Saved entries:
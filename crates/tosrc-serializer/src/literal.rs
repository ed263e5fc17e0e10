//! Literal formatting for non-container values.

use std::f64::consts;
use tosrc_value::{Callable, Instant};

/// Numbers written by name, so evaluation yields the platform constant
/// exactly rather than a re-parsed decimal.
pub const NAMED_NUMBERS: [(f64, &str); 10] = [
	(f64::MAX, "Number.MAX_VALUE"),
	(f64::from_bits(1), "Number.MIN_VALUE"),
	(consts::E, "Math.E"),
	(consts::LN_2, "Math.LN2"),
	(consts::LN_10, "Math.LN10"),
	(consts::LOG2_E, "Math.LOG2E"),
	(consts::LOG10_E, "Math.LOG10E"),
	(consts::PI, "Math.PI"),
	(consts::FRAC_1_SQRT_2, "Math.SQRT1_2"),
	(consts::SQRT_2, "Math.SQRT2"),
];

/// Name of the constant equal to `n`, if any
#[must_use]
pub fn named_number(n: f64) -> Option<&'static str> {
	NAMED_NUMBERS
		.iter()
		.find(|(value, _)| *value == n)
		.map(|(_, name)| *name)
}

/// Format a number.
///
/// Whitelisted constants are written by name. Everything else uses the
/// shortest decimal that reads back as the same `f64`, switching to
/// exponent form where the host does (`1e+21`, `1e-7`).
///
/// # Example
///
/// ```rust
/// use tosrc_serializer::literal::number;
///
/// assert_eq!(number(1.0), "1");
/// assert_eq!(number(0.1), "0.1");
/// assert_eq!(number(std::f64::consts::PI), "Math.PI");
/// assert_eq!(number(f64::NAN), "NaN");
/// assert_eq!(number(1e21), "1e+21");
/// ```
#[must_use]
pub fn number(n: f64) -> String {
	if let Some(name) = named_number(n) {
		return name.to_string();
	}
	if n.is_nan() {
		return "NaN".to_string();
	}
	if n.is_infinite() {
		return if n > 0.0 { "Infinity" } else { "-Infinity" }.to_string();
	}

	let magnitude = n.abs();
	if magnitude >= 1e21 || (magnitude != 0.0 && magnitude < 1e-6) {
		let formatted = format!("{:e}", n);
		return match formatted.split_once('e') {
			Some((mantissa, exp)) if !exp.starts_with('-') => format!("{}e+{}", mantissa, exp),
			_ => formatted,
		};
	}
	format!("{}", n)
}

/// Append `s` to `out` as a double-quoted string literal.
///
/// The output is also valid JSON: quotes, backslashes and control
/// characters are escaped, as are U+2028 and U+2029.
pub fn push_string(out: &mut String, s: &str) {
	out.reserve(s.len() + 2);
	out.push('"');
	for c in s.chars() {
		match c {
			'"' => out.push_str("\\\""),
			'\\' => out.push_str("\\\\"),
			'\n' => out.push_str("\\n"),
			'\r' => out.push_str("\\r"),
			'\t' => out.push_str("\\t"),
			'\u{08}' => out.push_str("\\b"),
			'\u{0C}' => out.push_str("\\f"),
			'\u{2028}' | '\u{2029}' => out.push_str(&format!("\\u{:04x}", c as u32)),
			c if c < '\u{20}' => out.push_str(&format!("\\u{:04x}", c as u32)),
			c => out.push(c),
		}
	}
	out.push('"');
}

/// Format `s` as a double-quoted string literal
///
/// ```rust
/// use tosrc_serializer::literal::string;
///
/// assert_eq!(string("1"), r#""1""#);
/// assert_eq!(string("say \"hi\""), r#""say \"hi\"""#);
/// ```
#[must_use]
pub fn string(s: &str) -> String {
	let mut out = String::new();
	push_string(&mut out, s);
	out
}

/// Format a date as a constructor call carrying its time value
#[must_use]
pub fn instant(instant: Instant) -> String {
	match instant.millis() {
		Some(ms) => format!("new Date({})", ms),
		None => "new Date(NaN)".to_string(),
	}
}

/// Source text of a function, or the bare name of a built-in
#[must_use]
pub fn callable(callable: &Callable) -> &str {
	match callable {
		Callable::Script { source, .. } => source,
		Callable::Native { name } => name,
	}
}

[Your instructions] The answer should be nothing but the number of lines above that contain "return".

[Answer section] 4